Justement, croyez-vous que Mark Cavendish peut atteindre son but ultime ?

Je le pense. Mais nous sommes beaucoup à se demander comment il va y arriver. Quand on voit la manière dont il s’est imposé dans le Giro sur sa victoire d’étape, il s’est vraiment battu avec les meilleurs. Sa 2ème place à Bordeaux sur le dernier Tour de France lui a donné aussi beaucoup de confiance et démontré que cela pouvait le faire.

Et personnellement quelle est votre ambition pour 2024 ?

De gagner beaucoup de courses avec Mark. Evidemment toute l’attention est centrée sur le Tour. Mais je suis un compétiteur. J’aimerais qu’on gagne déjà dès la première course qu’on disputera ensemble. A titre plus personnel, il y a aussi les Jeux Olympiques. J’aimerais pouvoir défendre ma médaille d’or (de l’américaine).

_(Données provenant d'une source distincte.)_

//! Compiler integration tests
//!
//! These tests compile whole query strings against the standard registry
//! and check predicates, view models and reported issues.

mod helpers;

mod kinds;
mod logging;
mod operators;
mod round_trip;
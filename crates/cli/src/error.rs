use planner::PlannerError;
use search_filter::CompileErrors;
use thiserror::Error;

#[derive(Error, Debug)]
pub enum CliError {
    #[error("Failed to read file: {0}")]
    Io(#[from] std::io::Error),

    #[error("Failed to deserialize the column map: {0}")]
    ColumnsDeserialize(serde_json::Error),

    #[error("Failed to serialize data to JSON: {0}")]
    JsonSerialize(#[from] serde_json::Error),

    #[error("Invalid configuration: {0}")]
    Config(String),

    #[error("Query is {length} characters long, the limit is {max}")]
    QueryTooLong { length: usize, max: usize },

    #[error("Rejected query: {0}")]
    Rejected(#[from] CompileErrors),

    #[error("Failed to render SQL: {0}")]
    Planner(#[from] PlannerError),
}
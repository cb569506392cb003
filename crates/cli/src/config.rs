use clap::ValueEnum;
use planner::{Dialect, MySql, Postgres};
use search_filter::{Compilation, CompileErrors, Compiler, FilterRegistry};
use std::str::FromStr;
use tracing::{debug, warn};

use crate::{env::EnvManager, error::CliError};

pub const MAX_QUERY_LENGTH_VAR: &str = "PKGSEARCH_MAX_QUERY_LENGTH";
pub const DIALECT_VAR: &str = "PKGSEARCH_DIALECT";
pub const STRICT_VAR: &str = "PKGSEARCH_STRICT";

pub const DEFAULT_MAX_QUERY_LENGTH: usize = 1024;

#[derive(Debug, Clone, Copy, Default, PartialEq, Eq, ValueEnum)]
pub enum DialectKind {
    #[default]
    Postgres,
    Mysql,
}

impl DialectKind {
    pub fn dialect(self) -> &'static dyn Dialect {
        match self {
            DialectKind::Postgres => &Postgres,
            DialectKind::Mysql => &MySql,
        }
    }
}

impl FromStr for DialectKind {
    type Err = CliError;

    fn from_str(s: &str) -> Result<Self, Self::Err> {
        match s.trim().to_lowercase().as_str() {
            "postgres" | "postgresql" | "pg" => Ok(DialectKind::Postgres),
            "mysql" => Ok(DialectKind::Mysql),
            other => Err(CliError::Config(format!(
                "{DIALECT_VAR} must be 'postgres' or 'mysql', got '{other}'"
            ))),
        }
    }
}

/// Settings of the request boundary around the compiler.
#[derive(Debug, Clone, PartialEq, Eq)]
pub struct SearchConfig {
    pub max_query_length: usize,
    pub dialect: DialectKind,
    /// Reject a query outright when any of its filters is invalid.
    pub strict: bool,
}

impl Default for SearchConfig {
    fn default() -> Self {
        SearchConfig {
            max_query_length: DEFAULT_MAX_QUERY_LENGTH,
            dialect: DialectKind::default(),
            strict: false,
        }
    }
}

impl SearchConfig {
    pub fn from_env(env: &EnvManager) -> Result<Self, CliError> {
        let mut config = SearchConfig::default();

        if let Some(raw) = env.get(MAX_QUERY_LENGTH_VAR) {
            config.max_query_length = raw.trim().parse().map_err(|_| {
                CliError::Config(format!(
                    "{MAX_QUERY_LENGTH_VAR} must be a non-negative integer, got '{raw}'"
                ))
            })?;
        }
        if let Some(raw) = env.get(DIALECT_VAR) {
            config.dialect = raw.parse()?;
        }
        if let Some(raw) = env.get(STRICT_VAR) {
            config.strict = parse_flag(STRICT_VAR, raw)?;
        }

        if config.max_query_length == 0 {
            warn!("{MAX_QUERY_LENGTH_VAR} is 0, every non-empty query will be rejected");
        }
        debug!("Loaded search config: {config:?}");
        Ok(config)
    }

    /// Checks the query length, compiles it and applies strict mode.
    pub fn compile(&self, registry: &FilterRegistry, input: &str) -> Result<Compilation, CliError> {
        let length = input.chars().count();
        if length > self.max_query_length {
            return Err(CliError::QueryTooLong {
                length,
                max: self.max_query_length,
            });
        }

        let compilation = Compiler::new(registry).compile(input);
        if self.strict && compilation.has_issues() {
            return Err(CliError::Rejected(CompileErrors(compilation.issues)));
        }
        Ok(compilation)
    }
}

fn parse_flag(var: &str, raw: &str) -> Result<bool, CliError> {
    match raw.trim().to_lowercase().as_str() {
        "1" | "true" | "yes" | "on" => Ok(true),
        "0" | "false" | "no" | "off" | "" => Ok(false),
        _ => Err(CliError::Config(format!(
            "{var} must be true or false, got '{raw}'"
        ))),
    }
}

Vous demeurez toujours parmi les plus forts poissons-pilotes au monde. Ne nourrissez-vous toutefois pas certains regrets de ne pas avoir plus gagné (5 victoires) pour votre compte personnel en jouant un rôle plus individuel ?

Pas du tout ! Ces dernières années, j’ai reçu beaucoup de retours positifs sur ce que j’accomplissais. J’ai toujours préféré être dans ce rôle d’équipier réputé plutôt que d’être un sprinteur moyen. Plus jeune, je n’avais d’ailleurs pas prouvé non plus que j’étais un pur sprinteur. Donc je n’avais pas tant que cela à espérer dans ce registre-là. Par contre, je suis très fier de ce que j’ai réalisé. Quand je travaille et que je fais gagner mon sprinteur, je ressens toujours une immense joie.